## WHAT YOU ARE ASKED TO DO
Give back, word for word, the lines in the listing below from the one holding "use crate::series::Series;" down to the one holding "chart.x_axis = Axis::new(xlabel, 0.0, 1.0);", both ends included.
* * * * *
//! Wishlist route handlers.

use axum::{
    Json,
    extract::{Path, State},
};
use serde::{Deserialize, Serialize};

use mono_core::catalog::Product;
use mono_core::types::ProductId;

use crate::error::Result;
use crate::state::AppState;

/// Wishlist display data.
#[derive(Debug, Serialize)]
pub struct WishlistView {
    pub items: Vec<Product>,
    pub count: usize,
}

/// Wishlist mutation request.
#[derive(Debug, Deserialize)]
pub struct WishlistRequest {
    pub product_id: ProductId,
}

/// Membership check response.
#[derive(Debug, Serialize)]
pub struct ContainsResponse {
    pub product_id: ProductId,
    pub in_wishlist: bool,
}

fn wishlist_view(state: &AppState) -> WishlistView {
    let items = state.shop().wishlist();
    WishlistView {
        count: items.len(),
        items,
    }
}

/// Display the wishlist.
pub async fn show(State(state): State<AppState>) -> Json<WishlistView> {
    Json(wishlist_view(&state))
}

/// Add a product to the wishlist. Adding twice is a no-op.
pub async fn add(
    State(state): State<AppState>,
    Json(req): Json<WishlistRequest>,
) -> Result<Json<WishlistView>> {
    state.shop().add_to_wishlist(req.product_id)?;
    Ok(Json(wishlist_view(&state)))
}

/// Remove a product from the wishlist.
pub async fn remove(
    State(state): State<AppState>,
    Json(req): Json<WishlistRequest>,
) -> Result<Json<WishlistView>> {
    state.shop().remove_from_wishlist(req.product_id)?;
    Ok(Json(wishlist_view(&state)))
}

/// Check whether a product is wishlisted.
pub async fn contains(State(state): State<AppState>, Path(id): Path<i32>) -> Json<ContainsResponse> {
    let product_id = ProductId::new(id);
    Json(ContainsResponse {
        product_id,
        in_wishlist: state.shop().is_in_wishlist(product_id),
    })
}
* * * * *
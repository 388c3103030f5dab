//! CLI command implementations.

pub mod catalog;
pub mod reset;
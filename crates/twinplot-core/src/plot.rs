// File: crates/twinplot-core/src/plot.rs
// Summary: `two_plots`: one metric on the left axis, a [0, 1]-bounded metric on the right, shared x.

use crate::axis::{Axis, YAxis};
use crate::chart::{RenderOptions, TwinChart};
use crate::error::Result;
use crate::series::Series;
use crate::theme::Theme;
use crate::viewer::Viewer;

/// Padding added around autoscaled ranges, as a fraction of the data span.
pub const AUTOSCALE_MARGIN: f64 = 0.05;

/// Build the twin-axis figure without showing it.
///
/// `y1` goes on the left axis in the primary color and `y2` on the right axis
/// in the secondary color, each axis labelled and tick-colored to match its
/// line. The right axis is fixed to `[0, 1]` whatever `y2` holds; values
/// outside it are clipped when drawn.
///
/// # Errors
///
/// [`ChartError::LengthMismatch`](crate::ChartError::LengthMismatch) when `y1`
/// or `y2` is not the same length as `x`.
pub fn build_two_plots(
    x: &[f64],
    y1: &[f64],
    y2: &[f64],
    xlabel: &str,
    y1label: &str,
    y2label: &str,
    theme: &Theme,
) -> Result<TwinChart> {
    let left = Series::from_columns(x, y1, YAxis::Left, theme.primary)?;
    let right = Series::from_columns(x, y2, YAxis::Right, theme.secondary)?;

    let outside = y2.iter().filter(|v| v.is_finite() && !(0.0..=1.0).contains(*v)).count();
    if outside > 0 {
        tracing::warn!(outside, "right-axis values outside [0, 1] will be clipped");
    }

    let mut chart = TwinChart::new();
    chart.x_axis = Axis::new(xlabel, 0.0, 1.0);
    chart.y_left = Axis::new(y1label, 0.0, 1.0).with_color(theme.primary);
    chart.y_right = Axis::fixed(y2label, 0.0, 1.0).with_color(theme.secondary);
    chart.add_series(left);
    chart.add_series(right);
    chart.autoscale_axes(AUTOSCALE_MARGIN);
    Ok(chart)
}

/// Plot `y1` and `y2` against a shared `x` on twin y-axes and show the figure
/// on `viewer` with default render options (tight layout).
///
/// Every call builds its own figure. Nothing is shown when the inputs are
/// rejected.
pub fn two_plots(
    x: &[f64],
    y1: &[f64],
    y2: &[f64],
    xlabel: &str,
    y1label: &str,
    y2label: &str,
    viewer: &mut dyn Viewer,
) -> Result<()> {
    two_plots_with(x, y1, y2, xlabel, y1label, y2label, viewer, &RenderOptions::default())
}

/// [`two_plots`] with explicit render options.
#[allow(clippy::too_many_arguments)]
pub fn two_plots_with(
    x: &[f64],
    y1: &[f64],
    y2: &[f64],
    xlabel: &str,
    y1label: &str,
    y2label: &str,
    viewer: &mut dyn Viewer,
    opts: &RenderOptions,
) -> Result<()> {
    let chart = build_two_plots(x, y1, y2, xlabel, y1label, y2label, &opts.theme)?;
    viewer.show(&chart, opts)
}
* * * * *
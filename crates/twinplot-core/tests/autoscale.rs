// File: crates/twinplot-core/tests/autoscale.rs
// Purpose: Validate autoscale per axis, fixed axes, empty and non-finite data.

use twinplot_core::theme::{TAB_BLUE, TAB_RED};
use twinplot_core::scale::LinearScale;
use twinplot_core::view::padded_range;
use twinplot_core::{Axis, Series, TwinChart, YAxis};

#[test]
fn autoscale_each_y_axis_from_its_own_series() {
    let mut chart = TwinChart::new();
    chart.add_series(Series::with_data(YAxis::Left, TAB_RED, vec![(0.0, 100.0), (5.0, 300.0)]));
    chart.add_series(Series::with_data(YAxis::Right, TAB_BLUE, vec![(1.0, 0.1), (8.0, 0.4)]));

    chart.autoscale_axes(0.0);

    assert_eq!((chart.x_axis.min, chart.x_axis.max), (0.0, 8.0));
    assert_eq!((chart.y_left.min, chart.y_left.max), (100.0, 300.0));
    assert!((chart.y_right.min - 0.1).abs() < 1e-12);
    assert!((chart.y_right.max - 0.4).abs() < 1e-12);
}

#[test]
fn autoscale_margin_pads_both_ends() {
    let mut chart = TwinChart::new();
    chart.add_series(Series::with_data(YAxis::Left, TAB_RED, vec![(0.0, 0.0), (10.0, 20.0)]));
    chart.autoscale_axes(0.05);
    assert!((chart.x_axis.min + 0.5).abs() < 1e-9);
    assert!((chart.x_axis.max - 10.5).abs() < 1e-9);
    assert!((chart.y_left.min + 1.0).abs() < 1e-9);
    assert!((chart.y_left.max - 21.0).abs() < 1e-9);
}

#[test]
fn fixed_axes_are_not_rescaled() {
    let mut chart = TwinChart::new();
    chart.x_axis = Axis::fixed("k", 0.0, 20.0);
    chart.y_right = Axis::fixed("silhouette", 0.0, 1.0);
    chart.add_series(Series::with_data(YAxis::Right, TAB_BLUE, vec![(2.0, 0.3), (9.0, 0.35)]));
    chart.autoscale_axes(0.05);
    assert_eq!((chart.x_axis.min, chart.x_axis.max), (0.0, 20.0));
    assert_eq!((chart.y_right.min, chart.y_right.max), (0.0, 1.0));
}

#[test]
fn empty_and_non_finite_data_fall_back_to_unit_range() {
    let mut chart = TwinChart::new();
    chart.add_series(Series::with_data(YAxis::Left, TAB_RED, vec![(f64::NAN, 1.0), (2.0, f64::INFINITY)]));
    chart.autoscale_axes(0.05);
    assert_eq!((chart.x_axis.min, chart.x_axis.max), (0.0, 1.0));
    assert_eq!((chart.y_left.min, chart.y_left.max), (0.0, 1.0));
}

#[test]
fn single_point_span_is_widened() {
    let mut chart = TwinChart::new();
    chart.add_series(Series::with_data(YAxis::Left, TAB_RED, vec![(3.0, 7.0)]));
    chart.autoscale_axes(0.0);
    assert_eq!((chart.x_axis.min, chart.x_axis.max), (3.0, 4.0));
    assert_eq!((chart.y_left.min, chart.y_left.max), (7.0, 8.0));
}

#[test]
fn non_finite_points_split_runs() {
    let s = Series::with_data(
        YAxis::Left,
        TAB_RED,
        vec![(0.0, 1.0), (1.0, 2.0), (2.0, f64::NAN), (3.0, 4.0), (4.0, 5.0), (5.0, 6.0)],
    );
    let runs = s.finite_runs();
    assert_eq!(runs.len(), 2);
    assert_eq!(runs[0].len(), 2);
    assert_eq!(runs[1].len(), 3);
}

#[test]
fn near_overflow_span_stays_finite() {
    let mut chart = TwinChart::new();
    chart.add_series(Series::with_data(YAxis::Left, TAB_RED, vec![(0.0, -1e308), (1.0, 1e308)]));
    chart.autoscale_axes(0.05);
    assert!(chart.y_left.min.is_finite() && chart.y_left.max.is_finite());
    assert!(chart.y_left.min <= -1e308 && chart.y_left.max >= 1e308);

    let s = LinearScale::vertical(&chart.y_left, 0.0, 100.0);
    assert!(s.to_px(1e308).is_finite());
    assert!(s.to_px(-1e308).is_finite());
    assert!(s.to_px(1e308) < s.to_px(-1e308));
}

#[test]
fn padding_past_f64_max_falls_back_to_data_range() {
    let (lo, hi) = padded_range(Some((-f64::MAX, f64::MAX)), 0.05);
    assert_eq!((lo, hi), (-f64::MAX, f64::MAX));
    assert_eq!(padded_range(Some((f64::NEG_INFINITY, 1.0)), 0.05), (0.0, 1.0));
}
* * * * *
## EXERCISE RESULT
use crate::series::Series;
use crate::theme::Theme;
use crate::viewer::Viewer;

/// Padding added around autoscaled ranges, as a fraction of the data span.
pub const AUTOSCALE_MARGIN: f64 = 0.05;

/// Build the twin-axis figure without showing it.
///
/// `y1` goes on the left axis in the primary color and `y2` on the right axis
/// in the secondary color, each axis labelled and tick-colored to match its
/// line. The right axis is fixed to `[0, 1]` whatever `y2` holds; values
/// outside it are clipped when drawn.
///
/// # Errors
///
/// [`ChartError::LengthMismatch`](crate::ChartError::LengthMismatch) when `y1`
/// or `y2` is not the same length as `x`.
pub fn build_two_plots(
    x: &[f64],
    y1: &[f64],
    y2: &[f64],
    xlabel: &str,
    y1label: &str,
    y2label: &str,
    theme: &Theme,
) -> Result<TwinChart> {
    let left = Series::from_columns(x, y1, YAxis::Left, theme.primary)?;
    let right = Series::from_columns(x, y2, YAxis::Right, theme.secondary)?;

    let outside = y2.iter().filter(|v| v.is_finite() && !(0.0..=1.0).contains(*v)).count();
    if outside > 0 {
        tracing::warn!(outside, "right-axis values outside [0, 1] will be clipped");
    }

    let mut chart = TwinChart::new();
    chart.x_axis = Axis::new(xlabel, 0.0, 1.0);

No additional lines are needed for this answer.